## Excerpts from a dataset
+++
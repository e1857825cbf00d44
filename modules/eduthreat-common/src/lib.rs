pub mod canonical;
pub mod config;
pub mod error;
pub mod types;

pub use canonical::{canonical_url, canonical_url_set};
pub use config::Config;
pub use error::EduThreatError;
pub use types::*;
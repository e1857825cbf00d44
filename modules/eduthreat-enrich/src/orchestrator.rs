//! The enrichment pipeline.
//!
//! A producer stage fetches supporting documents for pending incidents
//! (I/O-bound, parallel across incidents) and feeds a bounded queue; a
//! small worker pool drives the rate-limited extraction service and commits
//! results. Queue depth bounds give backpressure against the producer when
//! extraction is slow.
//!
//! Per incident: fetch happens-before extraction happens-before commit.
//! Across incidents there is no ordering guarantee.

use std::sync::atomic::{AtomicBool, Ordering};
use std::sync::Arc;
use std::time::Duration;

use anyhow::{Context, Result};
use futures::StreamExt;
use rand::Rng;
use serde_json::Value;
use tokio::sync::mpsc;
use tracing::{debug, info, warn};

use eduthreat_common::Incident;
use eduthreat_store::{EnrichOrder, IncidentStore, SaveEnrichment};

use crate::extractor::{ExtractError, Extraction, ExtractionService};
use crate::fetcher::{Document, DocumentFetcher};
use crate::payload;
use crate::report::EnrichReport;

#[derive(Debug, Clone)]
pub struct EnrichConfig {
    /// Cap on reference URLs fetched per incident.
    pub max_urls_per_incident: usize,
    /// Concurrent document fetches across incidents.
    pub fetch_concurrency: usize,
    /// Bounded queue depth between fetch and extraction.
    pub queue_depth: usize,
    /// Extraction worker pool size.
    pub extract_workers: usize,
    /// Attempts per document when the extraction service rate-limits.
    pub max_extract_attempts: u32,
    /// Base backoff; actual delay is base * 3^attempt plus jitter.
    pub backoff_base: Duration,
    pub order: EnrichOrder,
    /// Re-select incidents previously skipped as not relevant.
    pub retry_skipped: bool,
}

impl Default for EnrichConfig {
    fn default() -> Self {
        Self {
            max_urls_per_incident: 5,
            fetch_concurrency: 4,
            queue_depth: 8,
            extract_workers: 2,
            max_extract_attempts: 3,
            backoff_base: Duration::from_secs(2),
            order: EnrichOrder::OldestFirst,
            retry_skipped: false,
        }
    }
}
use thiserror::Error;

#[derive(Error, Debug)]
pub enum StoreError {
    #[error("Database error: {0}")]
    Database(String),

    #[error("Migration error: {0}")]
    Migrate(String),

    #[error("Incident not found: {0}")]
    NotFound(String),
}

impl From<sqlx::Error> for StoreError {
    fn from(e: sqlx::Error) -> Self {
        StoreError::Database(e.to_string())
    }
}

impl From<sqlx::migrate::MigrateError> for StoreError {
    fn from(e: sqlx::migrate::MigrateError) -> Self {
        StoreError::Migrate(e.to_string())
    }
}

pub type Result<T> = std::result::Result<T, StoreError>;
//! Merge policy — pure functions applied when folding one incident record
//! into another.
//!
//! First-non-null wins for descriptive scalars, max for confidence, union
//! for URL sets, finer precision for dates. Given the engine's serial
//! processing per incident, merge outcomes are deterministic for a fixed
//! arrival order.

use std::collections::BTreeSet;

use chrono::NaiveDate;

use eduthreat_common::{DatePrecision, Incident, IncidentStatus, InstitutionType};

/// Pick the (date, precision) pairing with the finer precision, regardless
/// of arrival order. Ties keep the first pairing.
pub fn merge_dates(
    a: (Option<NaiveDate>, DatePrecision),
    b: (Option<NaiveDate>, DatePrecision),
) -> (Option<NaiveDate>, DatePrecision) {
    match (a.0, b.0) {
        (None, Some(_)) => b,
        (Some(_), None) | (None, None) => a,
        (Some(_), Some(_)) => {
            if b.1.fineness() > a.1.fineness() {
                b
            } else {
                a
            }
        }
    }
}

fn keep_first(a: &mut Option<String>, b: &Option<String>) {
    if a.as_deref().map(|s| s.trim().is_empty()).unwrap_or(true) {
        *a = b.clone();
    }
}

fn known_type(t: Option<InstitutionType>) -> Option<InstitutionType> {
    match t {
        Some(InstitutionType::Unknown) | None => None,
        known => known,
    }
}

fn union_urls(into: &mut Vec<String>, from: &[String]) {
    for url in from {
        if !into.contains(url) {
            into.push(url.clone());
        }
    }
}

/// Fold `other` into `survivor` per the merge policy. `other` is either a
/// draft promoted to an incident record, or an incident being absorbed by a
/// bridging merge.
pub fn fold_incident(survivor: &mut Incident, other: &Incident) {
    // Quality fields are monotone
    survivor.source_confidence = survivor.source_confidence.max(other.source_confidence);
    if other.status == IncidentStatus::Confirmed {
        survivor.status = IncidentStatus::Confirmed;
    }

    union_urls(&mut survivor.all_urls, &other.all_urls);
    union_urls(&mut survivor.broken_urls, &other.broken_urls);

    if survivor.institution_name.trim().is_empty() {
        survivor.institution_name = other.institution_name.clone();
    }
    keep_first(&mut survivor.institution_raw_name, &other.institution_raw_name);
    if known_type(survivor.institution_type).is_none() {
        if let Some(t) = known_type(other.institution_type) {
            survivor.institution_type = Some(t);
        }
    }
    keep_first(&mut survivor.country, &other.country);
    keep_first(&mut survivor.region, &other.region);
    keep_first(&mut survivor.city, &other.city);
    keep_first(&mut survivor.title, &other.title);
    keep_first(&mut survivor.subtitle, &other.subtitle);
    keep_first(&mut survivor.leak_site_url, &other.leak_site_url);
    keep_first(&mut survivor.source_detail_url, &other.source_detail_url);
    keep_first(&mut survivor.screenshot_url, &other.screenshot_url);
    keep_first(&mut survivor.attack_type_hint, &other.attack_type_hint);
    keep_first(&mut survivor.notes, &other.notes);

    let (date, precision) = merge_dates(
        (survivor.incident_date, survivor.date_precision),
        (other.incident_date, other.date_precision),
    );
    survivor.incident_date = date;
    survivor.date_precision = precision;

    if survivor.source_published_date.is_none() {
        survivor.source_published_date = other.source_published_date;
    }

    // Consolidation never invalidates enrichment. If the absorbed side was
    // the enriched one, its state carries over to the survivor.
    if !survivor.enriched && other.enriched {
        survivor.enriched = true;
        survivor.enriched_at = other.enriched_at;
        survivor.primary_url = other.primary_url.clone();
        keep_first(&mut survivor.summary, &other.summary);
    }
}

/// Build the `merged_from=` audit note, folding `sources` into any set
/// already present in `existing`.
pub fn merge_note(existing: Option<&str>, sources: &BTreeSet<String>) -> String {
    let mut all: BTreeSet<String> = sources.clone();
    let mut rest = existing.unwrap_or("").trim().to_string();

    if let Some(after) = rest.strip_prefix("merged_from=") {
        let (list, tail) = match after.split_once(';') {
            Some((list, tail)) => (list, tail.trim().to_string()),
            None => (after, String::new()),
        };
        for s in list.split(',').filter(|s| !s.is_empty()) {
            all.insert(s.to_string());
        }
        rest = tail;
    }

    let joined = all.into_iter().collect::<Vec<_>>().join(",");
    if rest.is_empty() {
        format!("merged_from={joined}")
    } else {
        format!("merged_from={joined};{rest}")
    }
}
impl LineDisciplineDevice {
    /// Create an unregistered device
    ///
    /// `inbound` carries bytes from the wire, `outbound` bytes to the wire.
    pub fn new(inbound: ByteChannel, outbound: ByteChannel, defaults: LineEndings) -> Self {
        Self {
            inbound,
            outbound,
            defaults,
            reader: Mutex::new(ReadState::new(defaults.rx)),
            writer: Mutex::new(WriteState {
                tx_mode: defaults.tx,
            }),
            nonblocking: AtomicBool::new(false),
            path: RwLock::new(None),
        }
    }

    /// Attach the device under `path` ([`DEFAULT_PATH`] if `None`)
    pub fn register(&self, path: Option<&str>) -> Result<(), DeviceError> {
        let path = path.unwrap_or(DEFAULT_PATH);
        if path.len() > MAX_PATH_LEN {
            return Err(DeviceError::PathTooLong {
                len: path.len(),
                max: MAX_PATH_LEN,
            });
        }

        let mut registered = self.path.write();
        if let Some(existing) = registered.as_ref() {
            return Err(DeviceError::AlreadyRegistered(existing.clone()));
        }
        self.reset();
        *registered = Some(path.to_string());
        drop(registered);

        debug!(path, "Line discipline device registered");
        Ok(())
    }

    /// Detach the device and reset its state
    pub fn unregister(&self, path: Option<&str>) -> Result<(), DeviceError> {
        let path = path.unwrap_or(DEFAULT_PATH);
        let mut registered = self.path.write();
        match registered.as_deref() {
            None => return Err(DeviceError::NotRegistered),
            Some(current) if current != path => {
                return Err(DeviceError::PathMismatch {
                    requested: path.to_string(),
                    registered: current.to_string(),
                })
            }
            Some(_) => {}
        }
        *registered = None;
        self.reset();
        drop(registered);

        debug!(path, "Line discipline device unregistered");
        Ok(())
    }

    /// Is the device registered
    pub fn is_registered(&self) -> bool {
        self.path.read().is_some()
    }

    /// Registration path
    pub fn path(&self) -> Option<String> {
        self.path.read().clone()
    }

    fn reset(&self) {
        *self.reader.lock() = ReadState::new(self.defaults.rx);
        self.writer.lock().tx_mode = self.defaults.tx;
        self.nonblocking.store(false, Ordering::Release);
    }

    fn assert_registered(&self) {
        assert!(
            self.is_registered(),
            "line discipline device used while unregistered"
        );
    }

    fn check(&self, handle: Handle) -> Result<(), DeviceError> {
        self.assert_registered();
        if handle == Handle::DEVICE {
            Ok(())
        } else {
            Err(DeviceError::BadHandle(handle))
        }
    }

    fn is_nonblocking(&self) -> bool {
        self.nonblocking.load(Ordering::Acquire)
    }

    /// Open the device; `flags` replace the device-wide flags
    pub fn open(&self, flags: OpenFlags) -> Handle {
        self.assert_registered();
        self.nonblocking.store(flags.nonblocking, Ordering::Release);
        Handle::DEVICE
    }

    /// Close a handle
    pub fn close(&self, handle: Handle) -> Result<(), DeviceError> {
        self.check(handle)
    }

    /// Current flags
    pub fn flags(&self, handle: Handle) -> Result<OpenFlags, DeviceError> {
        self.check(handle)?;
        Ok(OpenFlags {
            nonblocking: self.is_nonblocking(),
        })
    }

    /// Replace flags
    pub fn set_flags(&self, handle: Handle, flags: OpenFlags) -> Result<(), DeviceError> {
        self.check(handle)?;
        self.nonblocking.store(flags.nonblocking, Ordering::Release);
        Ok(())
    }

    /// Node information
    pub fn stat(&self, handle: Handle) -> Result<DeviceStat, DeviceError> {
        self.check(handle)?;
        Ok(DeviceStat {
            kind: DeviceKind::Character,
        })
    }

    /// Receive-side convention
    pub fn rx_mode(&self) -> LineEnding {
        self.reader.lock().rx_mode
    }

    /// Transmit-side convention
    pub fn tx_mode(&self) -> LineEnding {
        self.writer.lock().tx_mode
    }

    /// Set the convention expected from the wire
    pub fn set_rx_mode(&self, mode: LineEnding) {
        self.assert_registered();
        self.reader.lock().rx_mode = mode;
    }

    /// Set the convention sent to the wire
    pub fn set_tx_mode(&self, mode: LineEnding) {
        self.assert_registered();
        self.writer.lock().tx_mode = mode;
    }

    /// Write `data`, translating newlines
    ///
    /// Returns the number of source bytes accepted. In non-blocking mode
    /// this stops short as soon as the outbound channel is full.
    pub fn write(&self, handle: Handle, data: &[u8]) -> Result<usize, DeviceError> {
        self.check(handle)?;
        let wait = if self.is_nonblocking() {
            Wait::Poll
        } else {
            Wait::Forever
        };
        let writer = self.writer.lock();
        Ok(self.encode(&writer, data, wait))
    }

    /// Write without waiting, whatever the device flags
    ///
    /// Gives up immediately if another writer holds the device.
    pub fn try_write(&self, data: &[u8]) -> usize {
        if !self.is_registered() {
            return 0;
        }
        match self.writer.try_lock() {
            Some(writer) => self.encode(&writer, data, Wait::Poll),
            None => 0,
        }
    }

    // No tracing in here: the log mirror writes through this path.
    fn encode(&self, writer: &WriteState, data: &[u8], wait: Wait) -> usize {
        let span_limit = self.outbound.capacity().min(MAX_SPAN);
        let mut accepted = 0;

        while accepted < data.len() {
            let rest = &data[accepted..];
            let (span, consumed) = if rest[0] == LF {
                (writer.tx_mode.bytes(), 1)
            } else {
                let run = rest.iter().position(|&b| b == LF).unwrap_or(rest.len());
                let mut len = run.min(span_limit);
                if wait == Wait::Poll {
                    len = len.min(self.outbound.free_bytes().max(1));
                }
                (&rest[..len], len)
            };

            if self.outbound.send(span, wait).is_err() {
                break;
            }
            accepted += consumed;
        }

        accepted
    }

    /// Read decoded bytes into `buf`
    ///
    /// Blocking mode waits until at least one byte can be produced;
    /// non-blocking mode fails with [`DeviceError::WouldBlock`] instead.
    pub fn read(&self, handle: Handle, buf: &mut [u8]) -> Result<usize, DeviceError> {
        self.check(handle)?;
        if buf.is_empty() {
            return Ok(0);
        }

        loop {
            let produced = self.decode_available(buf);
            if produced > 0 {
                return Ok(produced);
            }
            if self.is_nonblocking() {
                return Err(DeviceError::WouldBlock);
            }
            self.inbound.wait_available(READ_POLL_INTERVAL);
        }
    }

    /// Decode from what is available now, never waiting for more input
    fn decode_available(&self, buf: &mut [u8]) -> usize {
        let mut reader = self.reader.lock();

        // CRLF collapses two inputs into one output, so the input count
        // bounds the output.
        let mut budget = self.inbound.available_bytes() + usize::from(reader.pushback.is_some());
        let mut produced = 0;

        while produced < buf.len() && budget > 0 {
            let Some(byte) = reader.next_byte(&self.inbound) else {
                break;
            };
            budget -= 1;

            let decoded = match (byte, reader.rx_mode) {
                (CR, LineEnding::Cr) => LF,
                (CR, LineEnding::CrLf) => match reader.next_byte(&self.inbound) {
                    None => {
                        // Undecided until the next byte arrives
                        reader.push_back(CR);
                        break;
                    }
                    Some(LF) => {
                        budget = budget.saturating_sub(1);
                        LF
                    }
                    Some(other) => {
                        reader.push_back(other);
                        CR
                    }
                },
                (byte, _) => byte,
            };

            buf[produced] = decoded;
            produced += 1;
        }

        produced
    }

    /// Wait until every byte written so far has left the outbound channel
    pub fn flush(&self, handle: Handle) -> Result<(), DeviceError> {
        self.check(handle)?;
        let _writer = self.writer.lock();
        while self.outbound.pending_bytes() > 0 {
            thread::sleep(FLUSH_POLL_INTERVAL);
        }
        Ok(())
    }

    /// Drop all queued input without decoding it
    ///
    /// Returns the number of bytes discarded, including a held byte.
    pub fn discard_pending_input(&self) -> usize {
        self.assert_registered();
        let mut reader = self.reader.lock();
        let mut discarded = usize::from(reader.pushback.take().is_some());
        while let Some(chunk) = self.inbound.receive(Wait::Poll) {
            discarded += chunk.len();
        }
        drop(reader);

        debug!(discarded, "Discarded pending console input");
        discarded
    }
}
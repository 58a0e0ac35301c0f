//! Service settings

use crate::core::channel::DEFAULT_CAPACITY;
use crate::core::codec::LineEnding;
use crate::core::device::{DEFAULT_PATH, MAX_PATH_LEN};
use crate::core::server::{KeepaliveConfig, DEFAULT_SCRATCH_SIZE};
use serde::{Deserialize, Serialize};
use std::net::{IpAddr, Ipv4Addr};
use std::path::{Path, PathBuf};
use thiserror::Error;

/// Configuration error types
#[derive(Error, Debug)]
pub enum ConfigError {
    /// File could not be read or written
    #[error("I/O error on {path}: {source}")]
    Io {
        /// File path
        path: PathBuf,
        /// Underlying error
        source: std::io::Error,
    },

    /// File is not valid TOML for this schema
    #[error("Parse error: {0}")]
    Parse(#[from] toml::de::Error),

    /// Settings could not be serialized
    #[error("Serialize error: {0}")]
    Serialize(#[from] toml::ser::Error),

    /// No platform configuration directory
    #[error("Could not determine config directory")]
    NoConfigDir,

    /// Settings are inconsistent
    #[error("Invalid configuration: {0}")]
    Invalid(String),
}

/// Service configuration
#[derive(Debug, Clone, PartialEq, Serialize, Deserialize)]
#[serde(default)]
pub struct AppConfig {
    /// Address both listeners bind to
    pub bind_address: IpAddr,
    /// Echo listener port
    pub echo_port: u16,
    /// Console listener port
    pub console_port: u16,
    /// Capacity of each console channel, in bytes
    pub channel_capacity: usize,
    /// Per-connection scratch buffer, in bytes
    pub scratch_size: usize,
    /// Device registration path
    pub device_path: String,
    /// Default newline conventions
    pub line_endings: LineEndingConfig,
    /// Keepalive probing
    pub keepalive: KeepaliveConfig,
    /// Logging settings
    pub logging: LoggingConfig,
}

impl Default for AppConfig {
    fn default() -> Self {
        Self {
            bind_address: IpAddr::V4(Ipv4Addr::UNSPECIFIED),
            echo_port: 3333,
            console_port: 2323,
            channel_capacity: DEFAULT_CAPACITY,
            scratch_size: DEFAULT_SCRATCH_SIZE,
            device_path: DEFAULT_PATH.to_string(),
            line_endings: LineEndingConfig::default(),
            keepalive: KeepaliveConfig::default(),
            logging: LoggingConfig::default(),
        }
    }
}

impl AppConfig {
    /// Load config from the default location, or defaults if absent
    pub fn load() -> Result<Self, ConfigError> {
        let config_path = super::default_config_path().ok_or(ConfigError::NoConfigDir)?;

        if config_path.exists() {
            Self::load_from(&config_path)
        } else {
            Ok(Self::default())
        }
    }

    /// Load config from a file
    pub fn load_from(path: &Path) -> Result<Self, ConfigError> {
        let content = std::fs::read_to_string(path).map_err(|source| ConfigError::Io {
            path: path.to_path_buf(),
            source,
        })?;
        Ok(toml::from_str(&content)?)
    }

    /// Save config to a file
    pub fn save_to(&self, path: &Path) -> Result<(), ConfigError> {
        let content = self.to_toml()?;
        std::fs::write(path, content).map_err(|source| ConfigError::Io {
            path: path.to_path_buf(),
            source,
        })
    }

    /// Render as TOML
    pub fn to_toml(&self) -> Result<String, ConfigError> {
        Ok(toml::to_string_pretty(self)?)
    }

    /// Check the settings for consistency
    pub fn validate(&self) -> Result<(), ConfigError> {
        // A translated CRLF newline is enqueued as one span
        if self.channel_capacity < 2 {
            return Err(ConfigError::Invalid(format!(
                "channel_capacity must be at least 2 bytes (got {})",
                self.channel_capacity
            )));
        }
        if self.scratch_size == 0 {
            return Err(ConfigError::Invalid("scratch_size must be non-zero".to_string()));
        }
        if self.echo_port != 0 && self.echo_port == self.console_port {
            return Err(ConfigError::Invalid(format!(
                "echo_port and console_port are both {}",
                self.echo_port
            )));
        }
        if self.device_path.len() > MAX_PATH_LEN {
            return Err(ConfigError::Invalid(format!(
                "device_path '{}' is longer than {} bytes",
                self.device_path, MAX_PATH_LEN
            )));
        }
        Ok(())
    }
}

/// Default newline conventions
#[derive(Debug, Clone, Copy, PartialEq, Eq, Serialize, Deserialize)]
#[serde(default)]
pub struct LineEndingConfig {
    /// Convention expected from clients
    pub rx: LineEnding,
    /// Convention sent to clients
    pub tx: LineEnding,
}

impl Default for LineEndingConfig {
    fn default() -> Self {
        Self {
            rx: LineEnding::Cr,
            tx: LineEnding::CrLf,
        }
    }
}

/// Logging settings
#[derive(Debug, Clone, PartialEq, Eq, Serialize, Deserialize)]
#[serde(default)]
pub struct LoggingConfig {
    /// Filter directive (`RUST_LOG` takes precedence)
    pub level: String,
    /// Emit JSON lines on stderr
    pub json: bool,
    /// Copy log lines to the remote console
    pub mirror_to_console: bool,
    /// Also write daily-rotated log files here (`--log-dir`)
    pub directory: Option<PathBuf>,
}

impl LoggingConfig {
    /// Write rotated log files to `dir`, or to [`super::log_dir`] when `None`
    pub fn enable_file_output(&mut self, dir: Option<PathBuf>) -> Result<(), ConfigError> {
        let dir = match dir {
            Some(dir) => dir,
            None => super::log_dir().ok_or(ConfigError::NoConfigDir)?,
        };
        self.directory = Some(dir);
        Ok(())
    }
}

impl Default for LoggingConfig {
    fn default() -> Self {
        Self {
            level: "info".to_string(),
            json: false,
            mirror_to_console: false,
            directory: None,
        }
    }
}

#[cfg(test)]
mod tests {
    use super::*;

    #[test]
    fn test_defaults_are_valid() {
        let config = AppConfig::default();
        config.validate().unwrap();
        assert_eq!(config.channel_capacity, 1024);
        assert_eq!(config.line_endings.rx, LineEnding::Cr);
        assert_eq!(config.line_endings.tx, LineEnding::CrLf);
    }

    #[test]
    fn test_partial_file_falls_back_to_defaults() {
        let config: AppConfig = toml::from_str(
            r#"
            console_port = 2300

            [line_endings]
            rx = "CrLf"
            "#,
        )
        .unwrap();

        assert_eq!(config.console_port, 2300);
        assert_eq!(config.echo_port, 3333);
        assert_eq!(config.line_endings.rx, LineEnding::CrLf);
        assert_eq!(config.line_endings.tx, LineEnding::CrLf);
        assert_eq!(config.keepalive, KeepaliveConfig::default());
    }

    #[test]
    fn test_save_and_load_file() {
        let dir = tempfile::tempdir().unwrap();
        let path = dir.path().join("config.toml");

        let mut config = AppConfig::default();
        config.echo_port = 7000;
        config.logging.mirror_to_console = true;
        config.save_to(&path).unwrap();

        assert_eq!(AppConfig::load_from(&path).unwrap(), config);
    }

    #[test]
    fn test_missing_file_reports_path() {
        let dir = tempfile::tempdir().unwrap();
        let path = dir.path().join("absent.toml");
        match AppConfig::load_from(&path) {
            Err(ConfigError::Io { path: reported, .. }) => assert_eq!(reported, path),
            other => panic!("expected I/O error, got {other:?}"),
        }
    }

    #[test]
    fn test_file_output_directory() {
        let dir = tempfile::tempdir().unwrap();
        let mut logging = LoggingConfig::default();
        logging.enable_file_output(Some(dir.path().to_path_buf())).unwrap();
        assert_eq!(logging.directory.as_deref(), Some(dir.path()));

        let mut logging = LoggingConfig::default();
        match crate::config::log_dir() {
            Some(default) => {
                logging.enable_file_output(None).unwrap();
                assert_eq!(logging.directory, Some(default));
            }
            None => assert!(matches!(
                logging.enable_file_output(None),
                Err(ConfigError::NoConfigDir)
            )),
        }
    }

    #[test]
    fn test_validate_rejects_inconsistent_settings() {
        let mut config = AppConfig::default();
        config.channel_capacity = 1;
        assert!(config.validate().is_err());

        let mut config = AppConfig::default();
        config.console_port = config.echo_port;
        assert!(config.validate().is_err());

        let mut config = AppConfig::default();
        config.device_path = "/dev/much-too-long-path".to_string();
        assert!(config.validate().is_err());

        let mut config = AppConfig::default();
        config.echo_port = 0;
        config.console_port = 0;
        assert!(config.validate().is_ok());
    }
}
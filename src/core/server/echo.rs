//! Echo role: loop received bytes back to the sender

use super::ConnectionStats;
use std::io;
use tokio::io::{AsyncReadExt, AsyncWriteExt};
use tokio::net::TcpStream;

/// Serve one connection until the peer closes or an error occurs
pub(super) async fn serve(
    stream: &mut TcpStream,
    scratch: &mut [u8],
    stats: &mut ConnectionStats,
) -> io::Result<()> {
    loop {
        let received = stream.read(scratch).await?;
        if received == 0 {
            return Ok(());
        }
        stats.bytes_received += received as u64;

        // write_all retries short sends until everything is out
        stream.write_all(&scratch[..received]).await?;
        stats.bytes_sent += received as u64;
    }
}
+++
## PROBLEM TO SOLVE
Whenever the word "until" shows up in a line of the entries, list that line.

## ANSWER FOR THE TASK
    /// Blocking mode waits until at least one byte can be produced;
                        // Undecided until the next byte arrives
    /// Wait until every byte written so far has left the outbound channel
/// Serve one connection until the peer closes or an error occurs
        // write_all retries short sends until everything is out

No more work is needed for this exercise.